South America

Miracle of Difunta Correa

Rachel Williams

Rachel Williams  |  26 September 2016

A shrine devoted to her is visited by thousands of people annually to pay their respects. Learn why ...

When facing difficulties travellers turn to Difunta Correa, the abandoned woman in the San Juan desert in Argentina. Difunta Correa, literally ‘the deceased Correa’, is a mythical figure for people in Argentina. A shrine devoted to her is visited by thousands of people annually to pay their respects and worship her grave.

The story of the miracle, the same as the legend of Gaucho Gil has roots in the Argentine Civil War. In 1830s or 1840s (the exact year is not known) the wife of a soldier who was forced to fight in Argentine Civil Wars became sick and his wife Deolinda Correa tried to reach him with her baby on the hands running through the desert of San Juan Province. On her way to see her husband, she died exhausted and thirsty at the top of a hill in the desert and the baby was found alive under her corpse, having survived by suckling from her breasts which had never run out of milk. Cattle drivers, who found her, developed a devotion to her due to this miracle survival of a baby. From this time the famous legend was born!

The popular legend encompasses motherly protection and determination, therefore, people see her as a role model, the one who helps people get though difficult situations. People believe that Difunta Correa has the power to save travellers. Due to that people build shrines along roadsides of north-central Argentina and worshipers leave bottles of water as an offering to quench her thirst.

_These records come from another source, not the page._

//! Stable hashing for segment IDs

use sha2::{Digest, Sha256};

/// 16-hex-char id for the segment at `index` of `chapter`.
///
/// Only the first 1000 characters of the text feed the hash; chapter and
/// index already make ids unique within a run.
pub fn segment_id(chapter: &str, index: usize, text: &str) -> String {
    let text_prefix: String = text.chars().take(1000).collect();
    let hash_input = format!("{chapter}:{index}:{text_prefix}");
    let mut hasher = Sha256::new();
    hasher.update(hash_input.as_bytes());
    let result = hasher.finalize();
    format!("{:x}", result)[..16].to_string()
}

#[cfg(test)]
mod tests {
    use super::segment_id;

    #[test]
    fn ids_are_stable_and_short() {
        let a = segment_id("chapter_001", 3, "Some text.");
        assert_eq!(a.len(), 16);
        assert_eq!(a, segment_id("chapter_001", 3, "Some text."));
        assert!(a.chars().all(|c| c.is_ascii_hexdigit()));
    }

    #[test]
    fn ids_depend_on_position() {
        assert_ne!(segment_id("c", 0, "x"), segment_id("c", 1, "x"));
        assert_ne!(segment_id("a", 0, "x"), segment_id("b", 0, "x"));
    }
}
//! Chapter file reading with encoding detection.
//!
//! Scraped chapters arrive in whatever encoding the source site used. Reading
//! goes BOM → strict UTF-8 → `chardetng` guess → lossy UTF-8, so a chapter is
//! always readable and never silently truncated.

use anyhow::{Context, Result};
use chardetng::EncodingDetector;
use encoding_rs::{Encoding, UTF_16BE, UTF_16LE, UTF_8};
use std::fs::File;
use std::io::Read;
use std::path::Path;

pub const DEFAULT_SAMPLE_SIZE: usize = 8192;

/// Guess an encoding label from a byte sample; empty samples are "utf-8".
fn detect_from_bytes(sample: &[u8]) -> String {
    if sample.is_empty() {
        return "utf-8".to_string();
    }
    if sample.starts_with(&[0xef, 0xbb, 0xbf]) {
        return "utf-8-sig".to_string();
    }
    if sample.starts_with(&[0xff, 0xfe]) {
        return "utf-16-le".to_string();
    }
    if sample.starts_with(&[0xfe, 0xff]) {
        return "utf-16-be".to_string();
    }
    if std::str::from_utf8(sample).is_ok() {
        return "utf-8".to_string();
    }

    let mut detector = EncodingDetector::new();
    detector.feed(sample, true);
    let name = detector.guess(None, true).name().to_lowercase();
    if name.contains("utf-8") || name == "ascii" {
        "utf-8".to_string()
    } else {
        name
    }
}

/// Null bytes or fewer than 70% printable ASCII in the sample mean binary.
pub fn is_binary_file(path: &Path, sample_size: usize) -> bool {
    is_binary_file_impl(path, sample_size).unwrap_or(true)
}

fn is_binary_file_impl(path: &Path, sample_size: usize) -> Result<bool> {
    let mut file = File::open(path)?;
    let mut sample = vec![0u8; sample_size];
    let bytes_read = file.read(&mut sample)?;
    sample.truncate(bytes_read);

    if sample.is_empty() {
        return Ok(false);
    }
    // UTF-16 text is full of null bytes.
    if sample.starts_with(&[0xff, 0xfe]) || sample.starts_with(&[0xfe, 0xff]) {
        return Ok(false);
    }
    if sample.contains(&0) {
        return Ok(true);
    }
    // Multi-byte UTF-8 (CJK chapters) is text even though it is not ASCII.
    if std::str::from_utf8(&sample).is_ok() {
        return Ok(false);
    }

    let printable_count = sample
        .iter()
        .filter(|&&b| (32..=126).contains(&b) || b == 9 || b == 10 || b == 13)
        .count();

    Ok((printable_count as f64 / sample.len() as f64) < 0.70)
}

/// Read a chapter file and return `(content, encoding_used)`.
///
/// A leading byte order mark is removed from the content.
pub fn read_file_safe(path: &Path) -> Result<(String, String)> {
    let bytes =
        std::fs::read(path).with_context(|| format!("Failed to read file: {}", path.display()))?;
    Ok(decode_bytes(&bytes))
}

fn decode_bytes(bytes: &[u8]) -> (String, String) {
    if let Some(rest) = bytes.strip_prefix(&[0xef, 0xbb, 0xbf]) {
        let (cow, _) = UTF_8.decode_without_bom_handling(rest);
        return (cow.into_owned(), "utf-8-sig".to_string());
    }
    if bytes.starts_with(&[0xff, 0xfe]) {
        let (cow, _, _) = UTF_16LE.decode(bytes);
        return (cow.into_owned(), "utf-16-le".to_string());
    }
    if bytes.starts_with(&[0xfe, 0xff]) {
        let (cow, _, _) = UTF_16BE.decode(bytes);
        return (cow.into_owned(), "utf-16-be".to_string());
    }
    if let Ok(text) = std::str::from_utf8(bytes) {
        return (text.to_string(), "utf-8".to_string());
    }

    let sample = &bytes[..bytes.len().min(DEFAULT_SAMPLE_SIZE)];
    let detected = detect_from_bytes(sample);
    if let Some(encoding) = Encoding::for_label(detected.as_bytes()) {
        let (cow, used, had_errors) = encoding.decode(bytes);
        if had_errors {
            tracing::debug!("Replacement characters inserted while decoding as {}", used.name());
        }
        return (cow.into_owned(), used.name().to_lowercase());
    }

    let (cow, _, _) = UTF_8.decode(bytes);
    (cow.into_owned(), "utf-8".to_string())
}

Over the years the hill in Vallecito has become a popular destination, even a small city, with a large shrine, some chapels, a museum and several hospitality services. Annually more than 500 thousand people visit this famous hill including travellers, truck-drivers, farmers or anyone else in need of saving. They come and ask for help as well as give their respects to a place where miracles have been witnessed. In order for her to help in difficult situations people believe that they need to give something in return, such as water bottles, car number plates, vehicle spare parts, painted signs expressing gratitude and red ribbons. Also on the top of the hill, there is a statue representing her dying breast-feeding her son that receives many pilgrims annually.

This miracle story is actually a sad love story that people believe in and hold it as a symbol to get though difficult live situations, making Difunta Correa as the one who can help!